La familia de la ex candidata presidencial colombiana considera que ahora hay «mayor esperanza» de que será liberada pronto.
23 feb 2008 . Actualizado a las 22:26 h.Una misa ha recordado hoy en Bogotá el sexto aniversario del secuestro, por parte de las FARC, de la ex candidata presidencial colombiana Ingrid Betancourt, cuya familia considera que ahora hay «mayor esperanza» de que será liberada pronto.
La misa en recuerdo de Betancourt, de 46 años, en la capilla del Gimnasio Moderno, del sector norte de la capital colombiana y a la que asistieron unas 350 personas, fue celebrada por el nuncio del vaticano en Colombia, Aldo Cavalli.
Un letrero con letras blancas y fondo negro en el que se veía un ojo, también negro dentro de un marco verde, y luego la leyenda «Ingrid Libre», recibió a la entrada de la pequeña capilla a los asistentes.
La madre de la política, Yolanda Pulecio, «escoltada» por un grupo de niños del orfelinato que regenta, al hablar ante los asistentes dijo que era «la misa de la esperanza», y confió en que sea «la última» en la que se pide por su libertad, ya que cree que pronto regresará a casa.
Astrid Betancourt, hermana de la rehén de las Fuerzas Armadas Revolucionarias de Colombia (FARC), explicó que su madre aludió a la «misa de la esperanza» porque «así lo señalan» las gestiones del presidente venezolano, Hugo Chávez, y de la senadora opositora colombiana Piedad Córdoba.
«Quisimos enmarcar esta misa dentro del símbolo de la esperanza», señaló Astrid y añadió que «es verdad que este año 2008 todo ha empezado cambiar».
Se refirió a la tarea de mediación para un acuerdo humanitario con la guerrilla de Chávez y de la senadora Córdoba, canceladas por el presidente colombiano Álvaro Uribe el 21 de noviembre pasado, y a las liberaciones de algunos rehenes que las FARC han hecho en desagravio del presidente venezolano «y las que están por seguir».
Subrayó que esas liberaciones unilaterales de la guerrilla «marcan un hito muy importante», porque «es un cambio total de actitud de la guerrilla, y si la guerrilla está cambiando, es porque se ha dado cuenta que si ellos están cambiando, la comunidad internacional va a verlos de una forma diferente».

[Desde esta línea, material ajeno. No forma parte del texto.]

//! Frequency-based keyword extraction
//!
//! Runs of Han ideographs are taken whole as tokens; Latin-script runs
//! (accented letters included) are lower-cased. There is no stemming and no
//! relevance weighting.

use regex::Regex;
use std::collections::{HashMap, HashSet};
use std::sync::LazyLock;

static TOKEN: LazyLock<Regex> =
    LazyLock::new(|| Regex::new(r"\p{Han}+|\p{Latin}+").expect("token regex"));

/// Common Chinese and English function words
pub const STOP_WORDS: &[&str] = &[
    // Chinese
    "的", "了", "和", "是", "在", "我", "有", "他", "这", "中", "为", "也", "就", "都", "而",
    "与", "及", "或", "等", "被", "把", "从", "对", "到", "以", "之", "上", "下", "不", "很",
    "我们", "你们", "他们", "她们", "它们", "这个", "那个", "这些", "那些", "一个", "没有",
    "什么", "因为", "所以", "但是", "如果", "可以", "就是", "还是", "以及", "或者", "并且",
    "而且", "其中", "通过", "进行", "使用", "需要", "这样", "那么", "然后", "已经",
    // English
    "a", "an", "the", "and", "or", "but", "if", "then", "else", "of", "to", "in", "on", "at",
    "by", "for", "with", "from", "as", "is", "are", "was", "were", "be", "been", "being",
    "it", "its", "this", "that", "these", "those", "he", "she", "we", "they", "you", "i",
    "me", "my", "our", "your", "his", "her", "their", "them", "not", "no", "do", "does",
    "did", "have", "has", "had", "can", "could", "will", "would", "should", "may", "might",
    "so", "than", "too", "very", "just", "also", "into", "about", "there", "here", "which",
    "what", "who", "when", "where", "how", "all", "any", "each", "more", "most", "other",
    "some", "such", "only", "own", "same",
];

static STOP_SET: LazyLock<HashSet<&'static str>> =
    LazyLock::new(|| STOP_WORDS.iter().copied().collect());

/// Return up to `max_keywords` distinct terms, most frequent first
///
/// Equal counts keep the order in which the terms first appeared.
pub fn extract_keywords(text: &str, max_keywords: usize) -> Vec<String> {
    let mut counts: Vec<(String, usize)> = Vec::new();
    let mut positions: HashMap<String, usize> = HashMap::new();

    for token in TOKEN.find_iter(text) {
        let token = token.as_str().to_lowercase();
        if token.chars().count() <= 1 || STOP_SET.contains(token.as_str()) {
            continue;
        }

        match positions.get(&token) {
            Some(&pos) => counts[pos].1 += 1,
            None => {
                positions.insert(token.clone(), counts.len());
                counts.push((token, 1));
            }
        }
    }

    // sort_by is stable, so ties stay in first-seen order
    counts.sort_by(|a, b| b.1.cmp(&a.1));
    counts
        .into_iter()
        .take(max_keywords)
        .map(|(token, _)| token)
        .collect()
}

#[cfg(test)]
mod tests {
    use super::*;

    #[test]
    fn test_frequency_order() {
        let keywords = extract_keywords("apple apple banana banana banana cherry", 2);
        assert_eq!(keywords, vec!["banana", "apple"]);
    }

    #[test]
    fn test_ties_keep_first_seen_order() {
        let keywords = extract_keywords("zeta alpha zeta alpha beta", 10);
        assert_eq!(keywords, vec!["zeta", "alpha", "beta"]);
    }

    #[test]
    fn test_lowercases_latin() {
        let keywords = extract_keywords("Rust RUST rust Cargo", 10);
        assert_eq!(keywords, vec!["rust", "cargo"]);
    }

    #[test]
    fn test_drops_stop_words_and_short_tokens() {
        let keywords = extract_keywords("The cat and a dog x y z is here", 10);
        assert_eq!(keywords, vec!["cat", "dog"]);
    }

    #[test]
    fn test_han_runs_are_whole_tokens() {
        let keywords = extract_keywords("文档 文档 搜索索引，文档", 10);
        assert_eq!(keywords, vec!["文档", "搜索索引"]);
    }

    #[test]
    fn test_mixed_scripts_split_at_boundaries() {
        let keywords = extract_keywords("安装rust工具 rust", 10);
        assert_eq!(keywords, vec!["rust", "安装", "工具"]);
    }

    #[test]
    fn test_chinese_stop_words_and_single_chars() {
        let keywords = extract_keywords("我们 的 配置 是 配置", 10);
        assert_eq!(keywords, vec!["配置"]);
    }

    #[test]
    fn test_digits_and_punctuation_ignored() {
        let keywords = extract_keywords("v2.0 -- 100% (beta)", 10);
        assert_eq!(keywords, vec!["beta"]);
    }

    #[test]
    fn test_accented_latin_words_stay_whole() {
        let keywords = extract_keywords("Café naïve CAFÉ résumé", 10);
        assert_eq!(keywords, vec!["café", "naïve", "résumé"]);
    }

    #[test]
    fn test_empty_input() {
        assert!(extract_keywords("", 10).is_empty());
        assert!(extract_keywords("apple", 0).is_empty());
    }
}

Los colombianos quieren la reconciliación «por encima de todas las polarizaciones», puntualizó la hermana de Ingrid Betancourt, quien también tiene la nacionalidad francesa.
En su homilía, el nuncio se refirió a la «tolerancia» frente a las distintas posturas humanas y habló del «respeto y la comprensión frente al dolor de una mamá» y de los familiares de personas secuestradas.

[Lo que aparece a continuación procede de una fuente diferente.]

use super::*;
use tempfile::{NamedTempFile, TempDir};

#[test]
fn test_default_config() {
    let config = Config::default();
    assert_eq!(config.scan.root_dir, PathBuf::from("data"));
    assert_eq!(
        config.scan.index_pages,
        vec!["README.md", "README.html", "index.md", "index.html"]
    );
    assert_eq!(config.scan.supported_extensions, vec![".md", ".html"]);
    assert_eq!(config.scan.home_title, "首页");
    assert_eq!(config.extract.excerpt_chars, 200);
    assert_eq!(config.extract.max_keywords, 10);
    assert_eq!(config.output.tree_file, PathBuf::from("path.json"));
    assert_eq!(config.output.search_file, PathBuf::from("search.json"));
    assert!(!config.output.pretty);
}

#[test]
fn test_validate_valid_config() {
    assert!(Config::default().validate().is_ok());
}

#[test]
fn test_validate_empty_extensions() {
    let mut config = Config::default();
    config.scan.supported_extensions.clear();
    let err = config.validate().unwrap_err();
    assert!(err.to_string().contains("scan.supported_extensions"));
}

#[test]
fn test_validate_extension_without_dot() {
    let mut config = Config::default();
    config.scan.supported_extensions = vec!["md".to_string()];
    assert!(config.validate().is_err());
}

#[test]
fn test_validate_empty_index_pages() {
    let mut config = Config::default();
    config.scan.index_pages.clear();
    let err = config.validate().unwrap_err();
    assert!(err.to_string().contains("scan.index_pages"));

    config.scan.index_pages = vec![String::new()];
    assert!(config.validate().is_err());
}

#[test]
fn test_validate_zero_keywords() {
    let mut config = Config::default();
    config.extract.max_keywords = 0;
    let err = config.validate().unwrap_err();
    assert!(err.is_user_error());
    assert!(err.to_string().contains("extract.max_keywords"));
}

#[test]
fn test_validate_zero_excerpt() {
    let mut config = Config::default();
    config.extract.excerpt_chars = 0;
    assert!(config.validate().is_err());
}

#[test]
fn test_is_supported_case_insensitive() {
    let scan = ScanConfig::default();
    assert!(scan.is_supported("setup.md"));
    assert!(scan.is_supported("Setup.MD"));
    assert!(scan.is_supported("page.Html"));
    assert!(!scan.is_supported("notes.txt"));
    assert!(!scan.is_supported("Makefile"));
    assert!(!scan.is_supported(".md"));
}

#[test]
fn test_is_index_page_case_sensitive() {
    let scan = ScanConfig::default();
    assert!(scan.is_index_page("README.md"));
    assert!(scan.is_index_page("index.html"));
    assert!(!scan.is_index_page("readme.md"));
    assert!(!scan.is_index_page("INDEX.md"));
}

#[test]
fn test_from_file_partial_toml() {
    let temp = NamedTempFile::new().unwrap();
    std::fs::write(
        temp.path(),
        r#"
[scan]
root_dir = "docs"

[extract]
max_keywords = 5
"#,
    )
    .unwrap();

    let config = Config::from_file(temp.path()).unwrap();
    assert_eq!(config.scan.root_dir, PathBuf::from("docs"));
    assert_eq!(config.scan.index_pages.len(), 4);
    assert_eq!(config.extract.max_keywords, 5);
    assert_eq!(config.extract.excerpt_chars, 200);
    assert_eq!(config.output.tree_file, PathBuf::from("path.json"));
}

#[test]
fn test_from_file_invalid_toml() {
    let temp = NamedTempFile::new().unwrap();
    std::fs::write(temp.path(), "[scan\nroot_dir = ").unwrap();
    let err = Config::from_file(temp.path()).unwrap_err();
    assert!(err.to_string().contains("Invalid TOML"));
}

#[test]
fn test_from_file_missing() {
    let err = Config::from_file(Path::new("/nonexistent/doc-tree/config.toml")).unwrap_err();
    assert!(matches!(
        err,
        DocTreeError::Config(ConfigError::FileNotFound(_))
    ));
}

#[test]
fn test_save_and_reload() {
    let dir = TempDir::new().unwrap();
    let path = dir.path().join("nested").join("config.toml");

    let mut config = Config::default();
    config.scan.root_dir = PathBuf::from("site/docs");
    config.output.pretty = true;
    config.save(&path).unwrap();

    let loaded = Config::from_file(&path).unwrap();
    assert_eq!(loaded.scan.root_dir, PathBuf::from("site/docs"));
    assert!(loaded.output.pretty);
}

A un lado del altar, la silueta del último retrato de Betancourt, divulgado en diciembre pasado cuando la inteligencia militar colombiana detuvo a tres presuntos rebeldes con pruebas de supervivencia, y en el que la política aparece con la mirada hacia el suelo, con muchos kilos menos, el cabello largo y muy demacrada.
El alcalde de Bogotá, Samuel Moreno, los embajadores de Francia, Jean Michel Marlaud y de Argentina, Martín Balza, la senadora y ex mediadora en la búsqueda de un acuerdo humanitario con las FARC, Piedad Córdoba, asistieron a la eucaristía.
Asimismo, decenas de delegados de organizaciones de familiares de secuestrados por las FARC y grupos humanitarios, el ex alcalde de Bogotá Luis Eduardo Garzón y el líder del opositor partido Polo Democrático Alternativo (PDA), Carlos Gaviria, asistieron también a la misa.
El policía John Frank Pinchao, quien escapó en abril pasado tras nueve años de secuestro y que acompañó en el cautiverio a Betancourt, así como el esposo de Astrid Betancourt, el diplomático francés Daniel Parfait, también ocupaban un lugar en la celebración religiosa.
El publicista Juan Carlos Lecompte, esposo de la política, llevó a la misa el mismo retrato de la política en campaña.
Un poco antes, y en declaraciones a radio Caracol, Lecompte admitió que tras seis años de secuestro y de espera angustiosa, «uno se desespera», pero subrayó que las FARC «no han podido doblegar» a su esposa.
«En su interior está intacta, no la han podido doblegar y mantiene sus condiciones mentales perfectas», señaló Lecompte .
Betancourt cayó cautiva junto a la ex candidata a la vicepresidencia de Colombia, Clara Rojas, liberada el pasado 10 de enero, en un retén de las FARC en una carretera del selvático y sureño departamento del Caquetá el 23 de febrero de 2002.
Ingrid Betancourt es uno más de los 44 rehenes que las FARC buscan canjear por unos 500 de sus guerrilleros encarcelados.